When this wife and I got married it was a simple affair. My kid and his then girlfriend, two of her kids, the one grand daughter at the time, 3 of the wife's friends and the JP. Blue jeans and t shirts. The whole ceremony took about 10 minutes then we climbed on the bikes and left. Having been thru both I've found that it's just a little cleaner and easier when a marriage goes south as compared to when a common law situation does the same thing.


----------



## Lola (Nov 16, 2014)

When we have a disagreement about money, it's really funny how my GAS comes into the conversation. When he was into his RC cars and boats I can't even begin to fathom the amount of money spent on his hobby let alone the travelling expenses with 3 little ones in tow! We travelled all over Ontario for races!

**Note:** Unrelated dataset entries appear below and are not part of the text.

//! Warbit Battle Contract
//!
//! Turn resolution and settlement for two-player staked battles. Two clients
//! never talk to each other: each submits its turns against the shared battle
//! record stored here and re-renders from the merged state, polling events
//! for the opponent's writes.
//!
//! ## Battle Flow
//! 1. Challenger calls `create_proposal` → their stake transfers into escrow.
//! 2. Opponent calls `accept_proposal` (their stake transfers in, battle
//!    record created in one invocation) or `decline_proposal` (challenger
//!    refunded).
//! 3. Each side independently calls `submit_turn`; the turn log is merged as
//!    one value inside the invocation, so concurrent submits cannot lose an
//!    update — the ledger serializes invocations against the contract.
//! 4. When the merge detects completion the winner is computed from the pure
//!    functions in `warbit-shared` and both warriors' records are updated.
//! 5. `finalize` flips the battle to its terminal status and pays out.
//!
//! ## Settlement
//! The winner takes `2 * stake`; a draw refunds each side its own stake as
//! two independent transfers. The status flip to `Finalized` is persisted
//! before any transfer is attempted, and each side carries a `paid` flag, so
//! a failed transfer leaves the battle decided with settlement in
//! `PaymentPending` — retryable via `retry_settlement` without ever paying a
//! side twice. "Battle not decided" and "payment pending" are never
//! conflated.
//!
//! ## Forfeiture
//! A battle whose opponent walks away does not hang forever: once the turn
//! deadline passes, the side that already submitted can `claim_forfeit` and
//! take the win through the normal completion path.

#![no_std]
#![allow(unexpected_cfgs)]

use soroban_sdk::{
    contract, contracterror, contractevent, contractimpl, contracttype, token::TokenClient,
    Address, Env, Vec,
};

use warbit_shared::{
    rps_match_winner, rps_tally, score_outcome, GameVariant, RpsMove, RpsRound, RpsSlot, Side,
    Winner, WinnerSlot,
};
use warbit_warrior_registry::{MatchOutcome, WarriorRegistryClient};

// ---------------------------------------------------------------------------
// Constants
// ---------------------------------------------------------------------------

pub const PERSISTENT_BUMP_LEDGERS: u32 = 518_400;

/// Starting display health; RPS round losses chip it away.
const FULL_HEALTH: u32 = 100;
const RPS_ROUND_DAMAGE: u32 = 50;

// ---------------------------------------------------------------------------
// Error types
// ---------------------------------------------------------------------------

#[contracterror]
#[derive(Copy, Clone, Debug, Eq, PartialEq, PartialOrd, Ord)]
#[repr(u32)]
pub enum Error {
    AlreadyInitialized       = 1,
    NotInitialized           = 2,
    InvalidStake             = 3,
    SelfChallenge            = 4,
    ProposalAlreadyExists    = 5,
    ProposalNotFound         = 6,
    AlreadyResolved          = 7,
    NotAParticipant          = 8,
    BattleNotFound           = 9,
    BattleNotInProgress      = 10,
    InvalidPayloadForVariant = 11,
    MoveAlreadySubmitted     = 12,
    BattleNotCompleted       = 13,
    BattleNotFinalized       = 14,
    AlreadyFinalized         = 15,
    SettlementAlreadyPaid    = 16,
    ForfeitNotAvailable      = 17,
    DeadlineNotReached       = 18,
    InvalidDeadline          = 19,
    Overflow                 = 20,
    UnknownWarrior           = 21,
    WarriorNotOwned          = 22,
}

// ---------------------------------------------------------------------------
// Storage types
// ---------------------------------------------------------------------------

#[contracttype]
#[derive(Clone)]
pub enum DataKey {
    Admin,
    Token,
    Registry,
    TurnDeadlineSecs,
    Proposal(u64),
    Battle(u64),
}

#[contracttype]
#[derive(Copy, Clone, Debug, Eq, PartialEq)]
pub enum ProposalStatus {
    Pending = 0,
    Accepted = 1,
    Declined = 2,
}

/// A pending challenge. Terminal once accepted or declined; never mutated
/// after that.
#[contracttype]
#[derive(Clone, Debug, Eq, PartialEq)]
pub struct BattleProposal {
    pub proposal_id: u64,
    pub challenger: Address,
    pub challenger_warrior: u64,
    pub opponent: Address,
    pub opponent_warrior: u64,
    pub stake: i128,
    pub variant: GameVariant,
    pub status: ProposalStatus,
}

/// Status only ever moves forward: InProgress → Completed → Finalized.
#[contracttype]
#[derive(Copy, Clone, Debug, Eq, PartialEq)]
pub enum BattleStatus {
    InProgress = 0,
    Completed = 1,
    Finalized = 2,
}

/// Settlement sub-state, tracked separately from the battle status so
/// "decided" and "paid" remain distinguishable.
#[contracttype]
#[derive(Copy, Clone, Debug, Eq, PartialEq)]
pub enum SettlementStatus {
    Unsettled = 0,
    PaymentPending = 1,
    Paid = 2,
}

/// One side's score report for a score-based battle. Immutable once the
/// round closes; the owner may overwrite it while waiting for the opponent.
#[contracttype]
#[derive(Clone, Debug, Eq, PartialEq)]
pub struct ScoreTurn {
    pub player: Side,
    pub score: u32,
    pub submitted_at: u64,
}

/// Turn history, tagged by variant so one record type serves every
/// mini-game. The whole log is read, merged, and written as one value.
#[contracttype]
#[derive(Clone, Debug, Eq, PartialEq)]
pub enum TurnLog {
    Score(Vec<ScoreTurn>),
    Rps(Vec<RpsRound>),
}

/// The live state of an accepted match. Append-only history; never deleted.
#[contracttype]
#[derive(Clone, Debug, Eq, PartialEq)]
pub struct BattleRecord {
    pub battle_id: u64,
    pub proposal_id: u64,
    pub challenger: Address,
    pub challenger_warrior: u64,
    pub opponent: Address,
    pub opponent_warrior: u64,
    pub stake: i128,
    pub variant: GameVariant,
    pub status: BattleStatus,
    pub turns: TurnLog,
    /// Set exactly once, in the same write that sets `Completed`.
    pub winner: WinnerSlot,
    pub settlement: SettlementStatus,
    pub challenger_paid: bool,
    pub opponent_paid: bool,
    /// Bumped on every write; cheap change detection for polling clients.
    pub version: u32,
    pub created_at: u64,
    pub updated_at: u64,
    /// Zero until the battle is finalized.
    pub finalized_at: u64,
    /// Ledger time after which the waiting side may claim a forfeit.
    pub deadline_at: u64,
}

/// A player's round contribution: a score report or an RPS move, matching
/// the battle's variant.
#[contracttype]
#[derive(Clone, Debug, Eq, PartialEq)]
pub enum TurnPayload {
    Score(u32),
    Move(RpsMove),
}

/// Per-call settlement summary. UI feedback only — the token ledger is the
/// source of truth, so this is built fresh on every call and never stored.
#[contracttype]
#[derive(Clone, Debug, Eq, PartialEq)]
pub struct SettlementResult {
    pub battle_id: u64,
    pub outcome: Winner,
    pub token: Address,
    pub amount_to_challenger: i128,
    pub amount_to_opponent: i128,
    pub fully_paid: bool,
}

/// Everything a client needs to render "waiting for opponent", "your turn",
/// "results decided, payment pending" or "results decided, payment complete"
/// without a second round trip. Health values are cosmetic, derived from
/// round losses.
#[contracttype]
#[derive(Clone, Debug, Eq, PartialEq)]
pub struct BattleView {
    pub battle_id: u64,
    pub status: BattleStatus,
    pub variant: GameVariant,
    pub your_side: Side,
    pub your_turn_recorded: bool,
    pub opponent_turn_recorded: bool,
    pub challenger_score: u32,
    pub opponent_score: u32,
    pub challenger_round_wins: u32,
    pub opponent_round_wins: u32,
    pub challenger_health: u32,
    pub opponent_health: u32,
    pub winner: WinnerSlot,
    pub settlement: SettlementStatus,
    pub version: u32,
    pub deadline_at: u64,
}

// ---------------------------------------------------------------------------
// Events
// ---------------------------------------------------------------------------

#[contractevent]
pub struct ProposalCreated {
    #[topic]
    pub proposal_id: u64,
    #[topic]
    pub challenger: Address,
    pub opponent: Address,
    pub stake: i128,
    pub variant: GameVariant,
}

#[contractevent]
pub struct ProposalAccepted {
    #[topic]
    pub proposal_id: u64,
    #[topic]
    pub opponent: Address,
    pub battle_id: u64,
}

#[contractevent]
pub struct ProposalDeclined {
    #[topic]
    pub proposal_id: u64,
    #[topic]
    pub opponent: Address,
}

#[contractevent]
pub struct TurnSubmitted {
    #[topic]
    pub battle_id: u64,
    #[topic]
    pub player: Address,
    pub version: u32,
}

#[contractevent]
pub struct BattleCompleted {
    #[topic]
    pub battle_id: u64,
    pub winner: Winner,
}

#[contractevent]
pub struct BattleForfeited {
    #[topic]
    pub battle_id: u64,
    pub winner: Winner,
}

#[contractevent]
pub struct SettlementPaid {
    #[topic]
    pub battle_id: u64,
    pub outcome: Winner,
    pub amount_to_challenger: i128,
    pub amount_to_opponent: i128,
}

#[contractevent]
pub struct SettlementPending {
    #[topic]
    pub battle_id: u64,
}

// ---------------------------------------------------------------------------
// Contract
// ---------------------------------------------------------------------------

#[contract]
pub struct Battle;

I have to remind him constantly that I ask for L & M gift cards when ever an occasion arises. They are what has paid for quite a bit of my gear!


----------



## skilsaw (Nov 4, 2014)

Lola, you were lucky, and maybe your husband was smart. RC Planes are a much deeper hole to throw money into. My crash videos make me weep. Other's crash videos make me howl with laughter. A few beers helps the weeping and the laughter. Not nearly as much weeping and laughing at RC Car events.


----------



## Diablo (Dec 20, 2007)

cboutilier said:


> No sir. Although our band is called The Homewreckers, so anything is possible


That's one of the best names for a band that Ive heard in a looong time.


----------



## cboutilier (Jan 12, 2016)

Diablo said:


> That's one of the best names for a band that Ive heard in a looong time.


Inspired by a true story, or two, or three. We've all been on both sides of that equation, so the name just fit.


----------



## Electraglide (Jan 24, 2010)

skilsaw said:


> Lola, you were lucky, and maybe your husband was smart. RC Planes are a much deeper hole to throw money into. My crash videos make me weep. Other's crash videos make me howl with laughter. A few beers helps the weeping and the laughter. Not nearly as much weeping and laughing at RC Car events.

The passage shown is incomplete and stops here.